Seperti pada umumnya sepasang pengantin, mereka mendambakan malam pertama. Suatu malam yang biasanya dinanti setiap orang yang menyandang pengantin. Namun, apakah Ali dan Anggun juga sama?
Kalau ditanya apakah mereka berdua menjalani malam pertama? Ya, setiap orang bahkan menjalani malam. Malam adalah suatu fase bumi yang tak bisa ditampik adanya. Dengan apa mengisi malam, itulah yang mungkin kalian pertanyakan bukan?
Ali berjalan di belakang Anggun. Dibiarkannya perempuan yang kini jadi bidadarinya itu berjalan anggun di depannya.
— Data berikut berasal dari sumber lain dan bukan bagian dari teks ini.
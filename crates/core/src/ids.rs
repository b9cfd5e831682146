// Copyright (C) 2026 Fred Clausen
// Use of this source code is governed by an MIT-style
// license that can be found in the LICENSE file or at
// https://opensource.org/licenses/MIT.

use po_form_domain::{JobId, TalentId};

/// Source of identifiers for new jobs and talents.
///
/// Jobs and talents draw from the same sequence, so an identifier is never
/// handed out twice by one generator.
pub trait IdGenerator {
    /// Returns the next unused raw identifier.
    fn next_id(&mut self) -> u64;

    /// Returns an identifier for a new job.
    fn next_job_id(&mut self) -> JobId {
        JobId::new(self.next_id())
    }

    /// Returns an identifier for a new talent.
    fn next_talent_id(&mut self) -> TalentId {
        TalentId::new(self.next_id())
    }
}

/// A monotonic counter starting at 1.
#[derive(Debug, Clone, PartialEq, Eq)]
pub struct SequentialIds {
    next: u64,
}

impl SequentialIds {
    /// Creates a counter whose first identifier is 1.
    #[must_use]
    pub const fn new() -> Self {
        Self { next: 1 }
    }
}

impl Default for SequentialIds {
    fn default() -> Self {
        Self::new()
    }
}

impl IdGenerator for SequentialIds {
    fn next_id(&mut self) -> u64 {
        let id: u64 = self.next;
        self.next += 1;
        id
    }
}
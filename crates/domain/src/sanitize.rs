// Copyright (C) 2026 Fred Clausen
// Use of this source code is governed by an MIT-style
// license that can be found in the LICENSE file or at
// https://opensource.org/licenses/MIT.

/// Strips every character that is not an ASCII decimal digit.
///
/// Applied to the budget and to talent rate fields before storage.
#[must_use]
pub fn digits_only(value: &str) -> String {
    value.chars().filter(char::is_ascii_digit).collect()
}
Anggun berbalik sebentar ke meja rias. Melihat dirinya di cermin.
Sambil melihat wajahnya, sesekali merapikan rambut merahnya yang sebenarnya tak berantakan sama sekali.
"Mas...." panggil Anggun.
"Ya?"
"Boleh aku bertanya satu hal?"
"Tentu. Mau tanya apa?"
"Apa aku cantik?"
Ali terkekeh menahan tawa. Namun, berusaha tak meluapkannya.
"Kamu kenapa? Kok ketawa?"
"Nggak. Siapa juga yang ngetawain kamu."
"Laah itu tadi. Emang aku gabisa denger apa."
"Ya... ya... susah bohong sama kamu mah. Bakal ketauan."
"Makanya gausah coba boong. Tadi ngetawain apa?"
"Ehmm... ya kamu lucu aja."
"Apanya yang lucu?" Anggun berbalik badan dan menatap Ali yang duduk di tepi ranjang.
"Ya kamu."
"Pertanyaanmu lucu."
Anggun memanyunkan bibirnya. Terlihat raut wajah kesal tapi tak mengucapkan satu kata pun. Dibiarkan diam memenuhi dialog di antaranya.
"Ok ok, aku minta maaf. Kamu itu cantik. Setiap perempuan cantik," tutur Ali lembut.
"Kalau semua perempuan cantik, kenapa kamu mau menikah sama aku? Kan semua perempuan sama aja? Hum? Kenapa?" cerocos Anggun.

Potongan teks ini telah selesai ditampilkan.